The minority Liberal government is looking at ways of extending a federal program that pays benefits to millions of Canadians who have lost their jobs due to the COVID-19 pandemic, Prime Minister Justin Trudeau announced Monday.
Speaking at his daily pandemic news conference, Trudeau promised to provide an update on the Canada Emergency Response Benefit (CERB) “within days.”
The 16-week income replacement program, which was launched in April, is set to expire soon as the majority of eight million applicants are about to use up their $8,000 limit.
Trudeau said Canadians shouldn’t be worrying about whether they’ll hit the limit of their CERB benefits.
“We’re working on a solution to extend the benefit for people who can’t return to work yet,” Trudeau said.
“We’ll have more details this week, but for today, I want you to know that we’ll continue to be there for you and your family.”
The Liberals will need the support of other parties in the House of Commons to extend the program that has already cost the federal treasury more than $43.5 billion.
The leader of the centre-left New Democratic Party (NDP), Jagmeet Singh, is demanding extension of the CERB as a condition of his party’s support for a key piece of fiscal legislation that is set to be tabled in the House of Commons this week.
The government will present the supplementary estimates on Wednesday and Parliament must pass that bill, which gives the government the authority to spend on programs and services.
The legislation is considered a confidence vote — meaning the government could fall if it doesn’t obtain the support of at least one of the opposition parties for these estimates.

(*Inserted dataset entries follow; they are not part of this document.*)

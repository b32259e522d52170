use sea_orm::ActiveValue::NotSet;
use sea_orm::sea_query::Expr;
use sea_orm::sea_query::extension::postgres::PgExpr;
use sea_orm::{
    ActiveModelTrait, ColumnTrait, Condition, EntityTrait, PaginatorTrait, QueryFilter, QueryOrder,
    QuerySelect, Set,
};
use uuid::Uuid;

use crate::{
    audit,
    dto::products::{CreateProductRequest, ProductList, UpdateProductRequest},
    entity::products::{ActiveModel, Column, Entity as Products},
    error::{AppError, AppResult},
    middleware::auth::{AuthUser, ensure_admin},
    models::Product,
    response::{ApiResponse, Meta},
    routes::params::{ProductQuery, ProductSortBy, SortOrder},
    services::auth_service::required,
    state::AppState,
};

pub async fn list_products(
    state: &AppState,
    query: ProductQuery,
) -> AppResult<ApiResponse<ProductList>> {
    let (page, limit, offset) = query.pagination().normalize();
    let mut condition = Condition::all();

    if let Some(search) = query.q.as_ref().map(|s| s.trim()).filter(|s| !s.is_empty()) {
        let pattern = format!("%{}%", search);
        condition = condition.add(
            Condition::any()
                .add(Expr::col(Column::Name).ilike(pattern.clone()))
                .add(Expr::col(Column::Description).ilike(pattern)),
        );
    }

    if let Some(category) = query.category {
        condition = condition.add(Column::Category.eq(category.as_str()));
    }

    if let Some(min_price) = query.min_price {
        condition = condition.add(Column::Price.gte(min_price));
    }

    if let Some(max_price) = query.max_price {
        condition = condition.add(Column::Price.lte(max_price));
    }

    if query.in_stock == Some(true) {
        condition = condition.add(Column::Stock.gt(0));
    }

    let sort_by = query.sort_by.unwrap_or(ProductSortBy::CreatedAt);
    let sort_order = query.sort_order.unwrap_or(SortOrder::Desc);
    let sort_col = match sort_by {
        ProductSortBy::CreatedAt => Column::CreatedAt,
        ProductSortBy::Price => Column::Price,
        ProductSortBy::Name => Column::Name,
        ProductSortBy::Stock => Column::Stock,
    };

    let mut finder = Products::find().filter(condition);
    finder = match sort_order {
        SortOrder::Asc => finder.order_by_asc(sort_col),
        SortOrder::Desc => finder.order_by_desc(sort_col),
    };

    let total = finder.clone().count(&state.orm).await? as i64;

    let items = finder
        .limit(limit as u64)
        .offset(offset as u64)
        .all(&state.orm)
        .await?
        .into_iter()
        .map(Product::try_from)
        .collect::<AppResult<Vec<_>>>()?;

    let meta = Meta::new(page, limit, total);
    Ok(ApiResponse::success("Products", ProductList { items }, Some(meta)))
}

pub async fn get_product(state: &AppState, id: Uuid) -> AppResult<ApiResponse<Product>> {
    let model = Products::find_by_id(id)
        .one(&state.orm)
        .await?
        .ok_or(AppError::NotFound)?;
    Ok(ApiResponse::success("Product", Product::try_from(model)?, None))
}

pub async fn create_product(
    state: &AppState,
    user: &AuthUser,
    payload: CreateProductRequest,
) -> AppResult<ApiResponse<Product>> {
    ensure_admin(user)?;
    let name = required("name", &payload.name)?;
    let stock = payload.stock.unwrap_or(0);
    validate_price_and_stock(payload.price, stock)?;

    let active = ActiveModel {
        id: Set(Uuid::new_v4()),
        name: Set(name),
        description: Set(payload.description),
        price: Set(payload.price),
        category: Set(payload.category.as_str().to_string()),
        stock: Set(stock),
        image: Set(payload.image),
        created_at: NotSet,
    };
    let product = active.insert(&state.orm).await?;

    audit::record(
        &state.pool,
        Some(user.user_id),
        "product_create",
        "products",
        serde_json::json!({ "product_id": product.id }),
    )
    .await;

    Ok(ApiResponse::success(
        "Product created",
        Product::try_from(product)?,
        Some(Meta::empty()),
    ))
}

pub async fn update_product(
    state: &AppState,
    user: &AuthUser,
    id: Uuid,
    payload: UpdateProductRequest,
) -> AppResult<ApiResponse<Product>> {
    ensure_admin(user)?;
    let existing = Products::find_by_id(id)
        .one(&state.orm)
        .await?
        .ok_or(AppError::NotFound)?;

    validate_price_and_stock(
        payload.price.unwrap_or(existing.price),
        payload.stock.unwrap_or(existing.stock),
    )?;

    let mut active: ActiveModel = existing.into();
    if let Some(name) = payload.name {
        active.name = Set(required("name", &name)?);
    }
    if let Some(description) = payload.description {
        active.description = Set(Some(description));
    }
    if let Some(price) = payload.price {
        active.price = Set(price);
    }
    if let Some(category) = payload.category {
        active.category = Set(category.as_str().to_string());
    }
    if let Some(stock) = payload.stock {
        active.stock = Set(stock);
    }
    if let Some(image) = payload.image {
        active.image = Set(Some(image).filter(|i| !i.trim().is_empty()));
    }

    let product = active.update(&state.orm).await?;

    audit::record(
        &state.pool,
        Some(user.user_id),
        "product_update",
        "products",
        serde_json::json!({ "product_id": product.id }),
    )
    .await;

    Ok(ApiResponse::success(
        "Updated",
        Product::try_from(product)?,
        Some(Meta::empty()),
    ))
}

pub async fn delete_product(
    state: &AppState,
    user: &AuthUser,
    id: Uuid,
) -> AppResult<ApiResponse<serde_json::Value>> {
    ensure_admin(user)?;
    let result = Products::delete_by_id(id).exec(&state.orm).await?;

    if result.rows_affected == 0 {
        return Err(AppError::NotFound);
    }

    audit::record(
        &state.pool,
        Some(user.user_id),
        "product_delete",
        "products",
        serde_json::json!({ "product_id": id }),
    )
    .await;

    Ok(ApiResponse::success(
        "Deleted",
        serde_json::json!({}),
        Some(Meta::empty()),
    ))
}

fn validate_price_and_stock(price: i64, stock: i32) -> AppResult<()> {
    if price < 0 {
        return Err(AppError::BadRequest("price cannot be negative".into()));
    }
    if stock < 0 {
        return Err(AppError::BadRequest("stock cannot be negative".into()));
    }
    Ok(())
}
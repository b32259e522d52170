use axum::{
    Json, Router,
    extract::{Path, Query, State},
    http::StatusCode,
    routing::get,
};
use uuid::Uuid;

use crate::{
    dto::orders::{CheckoutRequest, OrderList, OrderWithItems},
    error::AppResult,
    middleware::auth::AuthUser,
    response::ApiResponse,
    routes::params::OrderListQuery,
    services::order_service,
    state::AppState,
};

pub fn router() -> Router<AppState> {
    Router::new()
        .route("/", get(list_orders).post(checkout))
        .route("/{id}", get(get_order))
}

#[utoipa::path(
    get,
    path = "/api/orders",
    params(
        ("page" = Option<i64>, Query, description = "Page number, default 1"),
        ("per_page" = Option<i64>, Query, description = "Items per page, default 20"),
        ("status" = Option<String>, Query, description = "pending, preparing, ready, delivered or expired"),
        ("sort_order" = Option<String>, Query, description = "asc or desc")
    ),
    responses(
        (status = 200, description = "The caller's orders", body = ApiResponse<OrderList>),
        (status = 401, description = "Unauthorized")
    ),
    security(("bearer_auth" = [])),
    tag = "Orders"
)]
pub async fn list_orders(
    State(state): State<AppState>,
    user: AuthUser,
    Query(query): Query<OrderListQuery>,
) -> AppResult<Json<ApiResponse<OrderList>>> {
    let resp = order_service::list_orders(&state, &user, query).await?;
    Ok(Json(resp))
}

#[utoipa::path(
    post,
    path = "/api/orders",
    request_body = CheckoutRequest,
    responses(
        (status = 201, description = "Order placed from the cart", body = ApiResponse<OrderWithItems>),
        (status = 422, description = "Empty cart, missing payment or pickup, past pickup, long notes or short stock")
    ),
    security(("bearer_auth" = [])),
    tag = "Orders"
)]
pub async fn checkout(
    State(state): State<AppState>,
    user: AuthUser,
    Json(payload): Json<CheckoutRequest>,
) -> AppResult<(StatusCode, Json<ApiResponse<OrderWithItems>>)> {
    let resp = order_service::checkout(&state, &user, payload).await?;
    Ok((StatusCode::CREATED, Json(resp)))
}

#[utoipa::path(
    get,
    path = "/api/orders/{id}",
    params(("id" = Uuid, Path, description = "Order ID")),
    responses(
        (status = 200, description = "Order with its items", body = ApiResponse<OrderWithItems>),
        (status = 404, description = "Not found or not the caller's order")
    ),
    security(("bearer_auth" = [])),
    tag = "Orders"
)]
pub async fn get_order(
    State(state): State<AppState>,
    user: AuthUser,
    Path(id): Path<Uuid>,
) -> AppResult<Json<ApiResponse<OrderWithItems>>> {
    let resp = order_service::get_order(&state, &user, id).await?;
    Ok(Json(resp))
}
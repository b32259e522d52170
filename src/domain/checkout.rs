use std::{fmt, str::FromStr};

use chrono::{DateTime, Duration, Utc};
use serde::{Deserialize, Serialize};
use utoipa::ToSchema;
use uuid::Uuid;

use super::{Category, OrderStatus, ValidationError};

pub const MAX_NOTES_CHARS: usize = 500;

#[derive(Debug, Clone, Copy, PartialEq, Eq, Hash, Serialize, Deserialize, ToSchema)]
pub enum PaymentMethod {
    #[serde(alias = "gcash")]
    GCash,
    #[serde(alias = "maya")]
    Maya,
    #[serde(alias = "cash")]
    Cash,
}

impl PaymentMethod {
    pub const ALL: [PaymentMethod; 3] = [PaymentMethod::GCash, PaymentMethod::Maya, PaymentMethod::Cash];

    pub fn as_str(self) -> &'static str {
        match self {
            PaymentMethod::GCash => "GCash",
            PaymentMethod::Maya => "Maya",
            PaymentMethod::Cash => "Cash",
        }
    }
}

impl fmt::Display for PaymentMethod {
    fn fmt(&self, f: &mut fmt::Formatter<'_>) -> fmt::Result {
        f.write_str(self.as_str())
    }
}

impl FromStr for PaymentMethod {
    type Err = ValidationError;

    fn from_str(s: &str) -> Result<Self, Self::Err> {
        PaymentMethod::ALL
            .into_iter()
            .find(|m| m.as_str().eq_ignore_ascii_case(s.trim()))
            .ok_or_else(|| ValidationError::UnknownPaymentMethod(s.to_string()))
    }
}

/// When the customer collects the order.
#[derive(Debug, Clone, Copy, PartialEq, Eq)]
pub enum PickupTime {
    /// As soon as it is ready, within the canteen's fixed window.
    Now,
    At(DateTime<Utc>),
}

impl PickupTime {
    /// Latest moment the order may be collected before it expires.
    pub fn deadline(
        &self,
        placed_at: DateTime<Utc>,
        now_window: Duration,
        grace: Duration,
    ) -> DateTime<Utc> {
        let due = match self {
            PickupTime::Now => placed_at + now_window,
            PickupTime::At(at) => *at,
        };
        due + grace
    }
}

impl fmt::Display for PickupTime {
    fn fmt(&self, f: &mut fmt::Formatter<'_>) -> fmt::Result {
        match self {
            PickupTime::Now => f.write_str("now"),
            PickupTime::At(at) => f.write_str(&at.to_rfc3339()),
        }
    }
}

impl FromStr for PickupTime {
    type Err = ValidationError;

    fn from_str(s: &str) -> Result<Self, Self::Err> {
        let s = s.trim();
        if s.eq_ignore_ascii_case("now") {
            return Ok(PickupTime::Now);
        }
        DateTime::parse_from_rfc3339(s)
            .map(|at| PickupTime::At(at.with_timezone(&Utc)))
            .map_err(|_| ValidationError::InvalidPickupTime(s.to_string()))
    }
}

/// One ordered product with the values it had at checkout.
#[derive(Debug, Clone, PartialEq)]
pub struct OrderLine {
    pub product_id: Uuid,
    pub name: String,
    pub category: Category,
    pub image: Option<String>,
    pub quantity: i32,
    pub price: i64,
}

impl OrderLine {
    pub fn subtotal(&self) -> Option<i64> {
        self.price.checked_mul(i64::from(self.quantity))
    }
}

/// A validated order that has not been persisted yet.
#[derive(Debug, Clone, PartialEq)]
pub struct OrderDraft {
    pub lines: Vec<OrderLine>,
    pub total_amount: i64,
    pub status: OrderStatus,
    pub payment_method: PaymentMethod,
    pub pickup_time: PickupTime,
    pub notes: Option<String>,
    pub placed_at: DateTime<Utc>,
}

/// Trims notes, drops them when blank and enforces the length limit.
pub fn normalize_notes(notes: Option<String>) -> Result<Option<String>, ValidationError> {
    let Some(notes) = notes else {
        return Ok(None);
    };
    let trimmed = notes.trim();
    if trimmed.is_empty() {
        return Ok(None);
    }
    let chars = trimmed.chars().count();
    if chars > MAX_NOTES_CHARS {
        return Err(ValidationError::NotesTooLong(chars));
    }
    Ok(Some(trimmed.to_string()))
}

#[cfg(test)]
mod tests {
    use super::*;
    use chrono::TimeZone;

    #[test]
    fn parses_now_and_rfc3339() {
        assert_eq!("NOW".parse::<PickupTime>(), Ok(PickupTime::Now));
        let at = Utc.with_ymd_and_hms(2026, 3, 2, 4, 30, 0).unwrap();
        assert_eq!(
            "2026-03-02T12:30:00+08:00".parse::<PickupTime>(),
            Ok(PickupTime::At(at))
        );
        assert!(matches!(
            "later".parse::<PickupTime>(),
            Err(ValidationError::InvalidPickupTime(_))
        ));
    }

    #[test]
    fn deadline_adds_window_for_now_and_grace_for_both() {
        let placed = Utc.with_ymd_and_hms(2026, 3, 2, 4, 0, 0).unwrap();
        let window = Duration::minutes(10);
        let grace = Duration::minutes(30);
        assert_eq!(
            PickupTime::Now.deadline(placed, window, grace),
            placed + Duration::minutes(40)
        );
        let at = placed + Duration::hours(2);
        assert_eq!(
            PickupTime::At(at).deadline(placed, window, grace),
            at + Duration::minutes(30)
        );
    }

    #[test]
    fn notes_are_trimmed_and_limited() {
        assert_eq!(normalize_notes(None), Ok(None));
        assert_eq!(normalize_notes(Some("   ".into())), Ok(None));
        assert_eq!(
            normalize_notes(Some(" no onions ".into())),
            Ok(Some("no onions".into()))
        );
        assert!(normalize_notes(Some("a".repeat(500))).is_ok());
        assert_eq!(
            normalize_notes(Some("a".repeat(501))),
            Err(ValidationError::NotesTooLong(501))
        );
    }

    #[test]
    fn payment_method_accepts_lowercase() {
        assert_eq!("gcash".parse::<PaymentMethod>(), Ok(PaymentMethod::GCash));
        let parsed: PaymentMethod = serde_json::from_str("\"cash\"").unwrap();
        assert_eq!(parsed, PaymentMethod::Cash);
        assert_eq!(serde_json::to_string(&PaymentMethod::GCash).unwrap(), "\"GCash\"");
    }
}
pub mod admin_service;
pub mod auth_service;
pub mod cart_service;
pub mod dashboard_service;
pub mod expiration_service;
pub mod favorite_service;
pub mod order_service;
pub mod product_service;
pub mod user_service;
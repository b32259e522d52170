use serde::{Deserialize, Serialize};
use utoipa::ToSchema;

use crate::{
    domain::{OrderStatus, PaymentMethod},
    models::{Order, OrderItem},
};

#[derive(Debug, Default, Deserialize, ToSchema)]
pub struct CheckoutRequest {
    pub payment_method: Option<PaymentMethod>,
    /// `now` or an RFC 3339 date-time.
    pub pickup_time: Option<String>,
    pub notes: Option<String>,
}

/// Move an order one step forward. When `expected_status` is given and the
/// stored status differs, the request is rejected with 409.
#[derive(Debug, Default, Deserialize, ToSchema)]
pub struct AdvanceOrderRequest {
    pub expected_status: Option<OrderStatus>,
}

/// Admin override; any status is accepted.
#[derive(Debug, Deserialize, ToSchema)]
pub struct SetOrderStatusRequest {
    pub status: OrderStatus,
}

#[derive(Debug, Serialize, ToSchema)]
pub struct OrderWithItems {
    pub order: Order,
    pub items: Vec<OrderItem>,
}

#[derive(Debug, Serialize, ToSchema)]
pub struct OrderList {
    pub items: Vec<Order>,
}

/// Orders still being worked on, oldest first.
#[derive(Debug, Serialize, ToSchema)]
pub struct OrderQueue {
    pub items: Vec<OrderWithItems>,
}
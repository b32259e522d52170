use canteen_api::db::{create_pool, run_migrations};

#[tokio::main]
async fn main() -> anyhow::Result<()> {
    dotenvy::dotenv().ok();
    let database_url = std::env::var("DATABASE_URL")?;
    let pool = create_pool(&database_url).await?;
    run_migrations(&pool).await?;
    println!("Migrations applied");
    Ok(())
}
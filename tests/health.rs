use canteen_api::routes::health::health_check;

#[tokio::test]
async fn health_check_reports_status_and_version() {
    let response = health_check().await;
    assert_eq!(response.0.message, "Health check");

    let data = response.0.data.expect("health data");
    assert_eq!(data.status, "ok");
    assert_eq!(data.version, env!("CARGO_PKG_VERSION"));
}
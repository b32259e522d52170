use anyhow::Result;
use sea_orm::{DatabaseConnection, SqlxPostgresConnector};
use sqlx::postgres::PgPoolOptions;

pub type DbPool = sqlx::PgPool;
pub type OrmConn = DatabaseConnection;

/// Create the shared Postgres pool.
pub async fn create_pool(database_url: &str) -> Result<DbPool> {
    let pool = PgPoolOptions::new()
        .max_connections(10)
        .connect(database_url)
        .await?;
    Ok(pool)
}

/// Wrap an existing pool in a SeaORM connection so both layers share it.
pub fn orm_from_pool(pool: &DbPool) -> OrmConn {
    SqlxPostgresConnector::from_sqlx_postgres_pool(pool.clone())
}

/// Apply the SQL files in `migrations/`, skipping the ones already recorded.
pub async fn run_migrations(pool: &DbPool) -> Result<()> {
    sqlx::migrate!("./migrations").run(pool).await?;
    Ok(())
}
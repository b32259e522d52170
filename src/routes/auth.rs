use axum::{Json, Router, extract::State, http::StatusCode, routing::post};

use crate::{
    dto::auth::{LoginRequest, LoginResponse, RegisterRequest},
    error::AppResult,
    models::User,
    response::ApiResponse,
    services::auth_service::{login_user, register_user},
    state::AppState,
};

pub fn router() -> Router<AppState> {
    Router::new()
        .route("/register", post(register))
        .route("/login", post(login))
}

#[utoipa::path(
    post,
    path = "/api/auth/register",
    request_body = RegisterRequest,
    responses(
        (status = 201, description = "Register a customer account", body = ApiResponse<User>),
        (status = 400, description = "Missing field or email already registered")
    ),
    tag = "Auth"
)]
pub async fn register(
    State(state): State<AppState>,
    Json(payload): Json<RegisterRequest>,
) -> AppResult<(StatusCode, Json<ApiResponse<User>>)> {
    let resp = register_user(&state, payload).await?;
    Ok((StatusCode::CREATED, Json(resp)))
}

#[utoipa::path(
    post,
    path = "/api/auth/login",
    request_body = LoginRequest,
    responses(
        (status = 200, description = "Token plus the landing page for the user's role", body = ApiResponse<LoginResponse>),
        (status = 401, description = "Invalid email or password")
    ),
    tag = "Auth"
)]
pub async fn login(
    State(state): State<AppState>,
    Json(payload): Json<LoginRequest>,
) -> AppResult<Json<ApiResponse<LoginResponse>>> {
    let resp = login_user(&state, payload).await?;
    Ok(Json(resp))
}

“It’s not acceptable for millions of Canadians to not know what’s going to happen and we want to find a way forward,” Singh told reporters Monday. “We’re having negotiations about that fact that the government needs to release a plan on how they’re going to help Canadians in this crisis.”
Trudeau acknowledged that there is a risk that his minority government could fall and Canadians could be plunged into an election in the middle of the pandemic.
“As usual, in a minority Parliament it would be up to parliamentarians to decide what happens next,” Trudeau said in French. “We will continue to help Canadians and to be there for them.”